Return every line from the records below with the string "FilteredReceiver".

→ SUPPLIED MATERIAL:
Content starts

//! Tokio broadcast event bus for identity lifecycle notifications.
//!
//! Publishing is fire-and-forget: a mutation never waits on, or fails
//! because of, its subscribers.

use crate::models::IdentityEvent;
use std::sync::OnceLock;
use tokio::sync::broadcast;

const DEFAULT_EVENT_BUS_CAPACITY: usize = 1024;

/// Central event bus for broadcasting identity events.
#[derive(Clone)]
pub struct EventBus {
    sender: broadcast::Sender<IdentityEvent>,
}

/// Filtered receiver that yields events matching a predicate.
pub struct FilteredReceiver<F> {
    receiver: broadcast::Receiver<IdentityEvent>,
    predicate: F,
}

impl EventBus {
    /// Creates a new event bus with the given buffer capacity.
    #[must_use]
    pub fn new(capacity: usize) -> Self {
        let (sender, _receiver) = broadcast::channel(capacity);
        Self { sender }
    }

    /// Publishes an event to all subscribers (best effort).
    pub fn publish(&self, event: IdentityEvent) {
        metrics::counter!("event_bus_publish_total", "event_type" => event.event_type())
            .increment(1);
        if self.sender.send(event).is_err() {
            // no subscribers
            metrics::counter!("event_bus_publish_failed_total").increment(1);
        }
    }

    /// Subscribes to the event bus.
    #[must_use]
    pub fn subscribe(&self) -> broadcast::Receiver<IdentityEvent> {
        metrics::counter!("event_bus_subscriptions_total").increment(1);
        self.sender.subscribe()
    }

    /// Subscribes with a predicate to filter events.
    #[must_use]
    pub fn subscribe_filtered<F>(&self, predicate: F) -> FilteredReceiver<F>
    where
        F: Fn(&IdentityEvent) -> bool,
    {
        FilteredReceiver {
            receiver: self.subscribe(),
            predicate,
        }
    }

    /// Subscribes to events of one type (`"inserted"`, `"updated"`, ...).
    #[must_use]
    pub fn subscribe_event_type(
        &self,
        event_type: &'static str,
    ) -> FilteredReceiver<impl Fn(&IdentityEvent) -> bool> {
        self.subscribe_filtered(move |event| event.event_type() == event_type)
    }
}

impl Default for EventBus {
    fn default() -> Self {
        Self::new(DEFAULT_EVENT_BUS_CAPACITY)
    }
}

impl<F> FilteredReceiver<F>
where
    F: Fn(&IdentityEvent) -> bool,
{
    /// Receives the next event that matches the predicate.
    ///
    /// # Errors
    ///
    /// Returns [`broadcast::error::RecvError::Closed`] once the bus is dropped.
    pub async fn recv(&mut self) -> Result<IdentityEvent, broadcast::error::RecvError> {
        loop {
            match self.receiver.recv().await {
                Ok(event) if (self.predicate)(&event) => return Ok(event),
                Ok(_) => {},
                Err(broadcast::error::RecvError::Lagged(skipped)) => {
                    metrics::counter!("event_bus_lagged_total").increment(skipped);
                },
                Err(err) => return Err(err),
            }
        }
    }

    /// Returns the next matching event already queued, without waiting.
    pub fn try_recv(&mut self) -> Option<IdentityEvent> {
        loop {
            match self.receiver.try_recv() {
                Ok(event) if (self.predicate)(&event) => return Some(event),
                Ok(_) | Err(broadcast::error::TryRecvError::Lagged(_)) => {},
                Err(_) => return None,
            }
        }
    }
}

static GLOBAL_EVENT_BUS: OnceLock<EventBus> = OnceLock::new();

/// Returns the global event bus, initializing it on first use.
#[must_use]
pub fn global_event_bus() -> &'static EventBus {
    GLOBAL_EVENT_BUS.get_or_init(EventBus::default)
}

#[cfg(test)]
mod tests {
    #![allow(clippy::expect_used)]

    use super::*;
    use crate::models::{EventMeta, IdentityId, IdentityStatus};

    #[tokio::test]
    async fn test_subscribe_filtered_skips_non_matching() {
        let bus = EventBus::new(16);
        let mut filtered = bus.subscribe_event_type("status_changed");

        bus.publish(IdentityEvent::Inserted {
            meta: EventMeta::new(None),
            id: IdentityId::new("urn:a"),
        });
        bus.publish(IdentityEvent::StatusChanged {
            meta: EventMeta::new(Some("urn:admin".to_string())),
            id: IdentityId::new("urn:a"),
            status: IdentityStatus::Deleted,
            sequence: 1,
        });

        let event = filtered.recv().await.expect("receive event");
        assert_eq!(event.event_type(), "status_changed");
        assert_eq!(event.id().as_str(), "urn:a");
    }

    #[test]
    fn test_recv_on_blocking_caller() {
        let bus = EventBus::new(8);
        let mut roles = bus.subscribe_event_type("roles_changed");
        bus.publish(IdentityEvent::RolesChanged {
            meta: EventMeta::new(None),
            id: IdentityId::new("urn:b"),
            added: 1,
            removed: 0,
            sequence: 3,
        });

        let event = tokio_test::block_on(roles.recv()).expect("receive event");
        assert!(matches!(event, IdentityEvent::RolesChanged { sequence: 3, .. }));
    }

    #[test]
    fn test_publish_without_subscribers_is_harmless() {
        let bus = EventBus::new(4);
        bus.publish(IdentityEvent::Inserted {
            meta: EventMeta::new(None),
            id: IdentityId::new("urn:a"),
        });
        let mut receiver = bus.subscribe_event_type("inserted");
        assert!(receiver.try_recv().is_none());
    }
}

Content ends

→ SOLUTION TO THE EXERCISE:
pub struct FilteredReceiver<F> {
    pub fn subscribe_filtered<F>(&self, predicate: F) -> FilteredReceiver<F>
        FilteredReceiver {
    ) -> FilteredReceiver<impl Fn(&IdentityEvent) -> bool> {
impl<F> FilteredReceiver<F>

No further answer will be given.